* ABOUT THIS EXERCISE
For the string "alias", state the number of lines in the data that contain it, and nothing else.
══════════
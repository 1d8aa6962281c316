use std::sync::atomic::{AtomicBool, AtomicU64, Ordering};

use tracing::instrument;

/// What the tracker counts.
#[derive(Debug, Clone, Copy, PartialEq, Eq)]
pub enum Unit {
    Bytes,
    Files,
}

/// Whether the upper bound may still grow.
#[derive(Debug, Clone, Copy, PartialEq, Eq)]
pub enum Bound {
    Discovering,
    Final,
}

#[derive(Debug, Clone, Copy, PartialEq, Eq)]
pub struct ProgressState {
    pub current: u64,
    pub max: u64,
    pub bound: Bound,
}

/// Progress of one top-level operation.
///
/// The walker grows `max` as it lists directories while workers advance `current`, so
/// `current <= max` is only guaranteed once the bound is [`Bound::Final`].
#[derive(Debug)]
pub struct ProgressTracker {
    unit: Unit,
    current: AtomicU64,
    max: AtomicU64,
    finalized: AtomicBool,
    start_time: std::time::Instant,
}

impl ProgressTracker {
    #[must_use]
    pub fn new(unit: Unit) -> Self {
        Self {
            unit,
            current: AtomicU64::new(0),
            max: AtomicU64::new(0),
            finalized: AtomicBool::new(false),
            start_time: std::time::Instant::now(),
        }
    }

    #[must_use]
    pub fn unit(&self) -> Unit {
        self.unit
    }

    pub fn grow(&self, amount: u64) {
        self.max.fetch_add(amount, Ordering::Relaxed);
    }

    pub fn advance(&self, amount: u64) {
        self.current.fetch_add(amount, Ordering::Relaxed);
    }

    /// No more growth is expected. Called once the walk is done.
    pub fn finalize(&self) {
        self.finalized.store(true, Ordering::Release);
    }

    #[instrument(skip(self))]
    pub fn state(&self) -> ProgressState {
        let bound = if self.finalized.load(Ordering::Acquire) {
            Bound::Final
        } else {
            Bound::Discovering
        };
        let current = self.current.load(Ordering::Relaxed);
        let mut max = self.max.load(Ordering::Relaxed);
        if bound == Bound::Final && current > max {
            tracing::debug!("progress inversion - current: {}, max: {}", current, max);
            max = current;
        }
        ProgressState {
            current,
            max,
            bound,
        }
    }

    #[must_use]
    pub fn elapsed(&self) -> std::time::Duration {
        self.start_time.elapsed()
    }
}

#[derive(Copy, Clone, Debug, Default, PartialEq, Eq, clap::ValueEnum)]
pub enum ProgressType {
    /// Progress bar on a terminal, text updates otherwise
    #[default]
    #[value(alias = "Auto")]
    Auto,
    /// Animated progress bar
    #[value(alias = "ProgressBar")]
    ProgressBar,
    /// Periodic text lines, appropriate for logging
    #[value(alias = "TextUpdates")]
    TextUpdates,
}

impl ProgressType {
    /// Resolves `Auto` depending on whether stderr is a terminal.
    #[must_use]
    pub fn resolve(self) -> Self {
        use std::io::IsTerminal;
        match self {
            ProgressType::Auto if std::io::stderr().is_terminal() => ProgressType::ProgressBar,
            ProgressType::Auto => ProgressType::TextUpdates,
            other => other,
        }
    }

    #[must_use]
    pub fn default_delay(self) -> std::time::Duration {
        match self.resolve() {
            ProgressType::TextUpdates => std::time::Duration::from_secs(10),
            _ => std::time::Duration::from_millis(65),
        }
    }
}

#[derive(Debug, Clone, Default)]
pub struct ProgressSettings {
    pub progress_type: ProgressType,
    /// Human readable delay between updates, e.g. "200ms" or "10s".
    pub progress_delay: Option<String>,
}

impl ProgressSettings {
    pub fn delay(&self) -> anyhow::Result<std::time::Duration> {
        use anyhow::Context;
        match &self.progress_delay {
            Some(delay) => humantime::parse_duration(delay)
                .with_context(|| format!("invalid progress delay {delay:?}")),
            None => Ok(self.progress_type.default_delay()),
        }
    }
}

/// Formats tracker state as one line of text, with the rate since the previous line.
pub struct ProgressPrinter<'a> {
    tracker: &'a ProgressTracker,
    label: &'a str,
    last_current: u64,
    last_update: std::time::Instant,
}

impl<'a> ProgressPrinter<'a> {
    pub fn new(tracker: &'a ProgressTracker, label: &'a str) -> Self {
        Self {
            tracker,
            label,
            last_current: tracker.state().current,
            last_update: std::time::Instant::now(),
        }
    }

    fn amount(&self, value: u64) -> String {
        match self.tracker.unit() {
            Unit::Bytes => bytesize::ByteSize(value).to_string(),
            Unit::Files => value.to_string(),
        }
    }

    pub fn print(&mut self) -> String {
        let time_now = std::time::Instant::now();
        let state = self.tracker.state();
        let elapsed_secs = (time_now - self.last_update).as_secs_f64();
        let rate = if elapsed_secs > 0.0 {
            state.current.saturating_sub(self.last_current) as f64 / elapsed_secs
        } else {
            0.0
        };
        self.last_current = state.current;
        self.last_update = time_now;
        let rate = match self.tracker.unit() {
            Unit::Bytes => format!("{}/s", bytesize::ByteSize(rate as u64)),
            Unit::Files => format!("{rate:.2} files/s"),
        };
        format!(
            "{} {} / {}{} ({}, elapsed {})",
            self.label,
            self.amount(state.current),
            self.amount(state.max),
            if state.bound == Bound::Discovering {
                "+"
            } else {
                ""
            },
            rate,
            humantime::format_duration(std::time::Duration::from_secs(
                self.tracker.elapsed().as_secs()
            )),
        )
    }
}

fn progress_bar(unit: Unit, label: &str) -> indicatif::ProgressBar {
    let template = match unit {
        Unit::Bytes => {
            "{msg} [{elapsed_precise}] {wide_bar} {bytes}/{total_bytes} ({binary_bytes_per_sec})"
        }
        Unit::Files => "{msg} [{elapsed_precise}] {wide_bar} {pos}/{len} ({per_sec})",
    };
    let style = indicatif::ProgressStyle::with_template(template)
        .unwrap_or_else(|_| indicatif::ProgressStyle::default_bar());
    let bar = indicatif::ProgressBar::with_draw_target(
        Some(0),
        indicatif::ProgressDrawTarget::stderr_with_hz(15),
    );
    bar.set_style(style);
    bar.set_message(label.to_string());
    bar
}

/// Periodically renders a [`ProgressTracker`] until stopped.
pub struct ProgressRenderer {
    stop: tokio_util::sync::CancellationToken,
    task: tokio::task::JoinHandle<()>,
}

impl ProgressRenderer {
    pub fn spawn(
        tracker: std::sync::Arc<ProgressTracker>,
        settings: &ProgressSettings,
        label: &str,
    ) -> anyhow::Result<Self> {
        let delay = settings.delay()?;
        let progress_type = settings.progress_type.resolve();
        let stop = tokio_util::sync::CancellationToken::new();
        let label = label.to_string();
        let task = {
            let stop = stop.clone();
            tokio::spawn(async move {
                match progress_type {
                    ProgressType::TextUpdates => {
                        let mut printer = ProgressPrinter::new(&tracker, &label);
                        while !sleep_or_stop(&stop, delay).await {
                            eprintln!("{}", printer.print());
                        }
                        eprintln!("{}", printer.print());
                    }
                    _ => {
                        let bar = progress_bar(tracker.unit(), &label);
                        loop {
                            let stopped = sleep_or_stop(&stop, delay).await;
                            let state = tracker.state();
                            bar.set_length(state.max);
                            bar.set_position(state.current);
                            if stopped {
                                break;
                            }
                        }
                        bar.finish();
                    }
                }
            })
        };
        Ok(Self { stop, task })
    }

    /// Draws the final state and waits for the renderer to exit.
    pub async fn finish(self) {
        self.stop.cancel();
        if let Err(error) = self.task.await {
            tracing::debug!("progress renderer failed: {}", error);
        }
    }
}

/// Returns true once `stop` is cancelled.
async fn sleep_or_stop(
    stop: &tokio_util::sync::CancellationToken,
    delay: std::time::Duration,
) -> bool {
    tokio::select! {
        () = stop.cancelled() => true,
        () = tokio::time::sleep(delay) => false,
    }
}

#[cfg(test)]
mod tests {
    use super::*;
    use anyhow::Result;

    #[test]
    fn bound_becomes_final() -> Result<()> {
        let tracker = ProgressTracker::new(Unit::Files);
        tracker.grow(2);
        tracker.advance(1);
        let state = tracker.state();
        assert_eq!(state.bound, Bound::Discovering);
        assert_eq!((state.current, state.max), (1, 2));
        tracker.grow(1);
        tracker.advance(2);
        tracker.finalize();
        let state = tracker.state();
        assert_eq!(state.bound, Bound::Final);
        assert_eq!((state.current, state.max), (3, 3));
        Ok(())
    }

    #[test]
    fn current_may_overtake_max_while_discovering() {
        let tracker = ProgressTracker::new(Unit::Bytes);
        tracker.advance(10);
        assert_eq!(tracker.state().max, 0);
        tracker.finalize();
        assert_eq!(tracker.state().max, 10);
    }

    #[test]
    fn threaded_counting() {
        let tracker = ProgressTracker::new(Unit::Files);
        std::thread::scope(|scope| {
            for _ in 0..10 {
                scope.spawn(|| {
                    for _ in 0..100 {
                        tracker.grow(1);
                        tracker.advance(1);
                    }
                });
            }
        });
        tracker.finalize();
        let state = tracker.state();
        assert_eq!((state.current, state.max), (1000, 1000));
    }

    #[test]
    fn printer_marks_growing_bound() {
        let tracker = ProgressTracker::new(Unit::Files);
        tracker.grow(5);
        tracker.advance(2);
        let mut printer = ProgressPrinter::new(&tracker, "copying...");
        let line = printer.print();
        assert!(line.starts_with("copying... 2 / 5+ ("), "{line}");
        tracker.finalize();
        let line = printer.print();
        assert!(line.starts_with("copying... 2 / 5 ("), "{line}");
    }

    #[test]
    fn explicit_delay_is_parsed() -> Result<()> {
        let settings = ProgressSettings {
            progress_type: ProgressType::ProgressBar,
            progress_delay: Some("200ms".to_string()),
        };
        assert_eq!(settings.delay()?, std::time::Duration::from_millis(200));
        let settings = ProgressSettings {
            progress_type: ProgressType::TextUpdates,
            progress_delay: None,
        };
        assert_eq!(settings.delay()?, std::time::Duration::from_secs(10));
        let settings = ProgressSettings {
            progress_type: ProgressType::TextUpdates,
            progress_delay: Some("soon".to_string()),
        };
        assert!(settings.delay().is_err());
        Ok(())
    }

    #[tokio::test]
    async fn renderer_stops_on_finish() -> Result<()> {
        let tracker = std::sync::Arc::new(ProgressTracker::new(Unit::Bytes));
        let settings = ProgressSettings {
            progress_type: ProgressType::TextUpdates,
            progress_delay: Some("5ms".to_string()),
        };
        let renderer = ProgressRenderer::spawn(tracker.clone(), &settings, "uploading...")?;
        tracker.grow(100);
        tracker.advance(100);
        tokio::time::sleep(std::time::Duration::from_millis(20)).await;
        tracker.finalize();
        renderer.finish().await;
        Ok(())
    }
}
══════════
* EXERCISE SOLUTION
3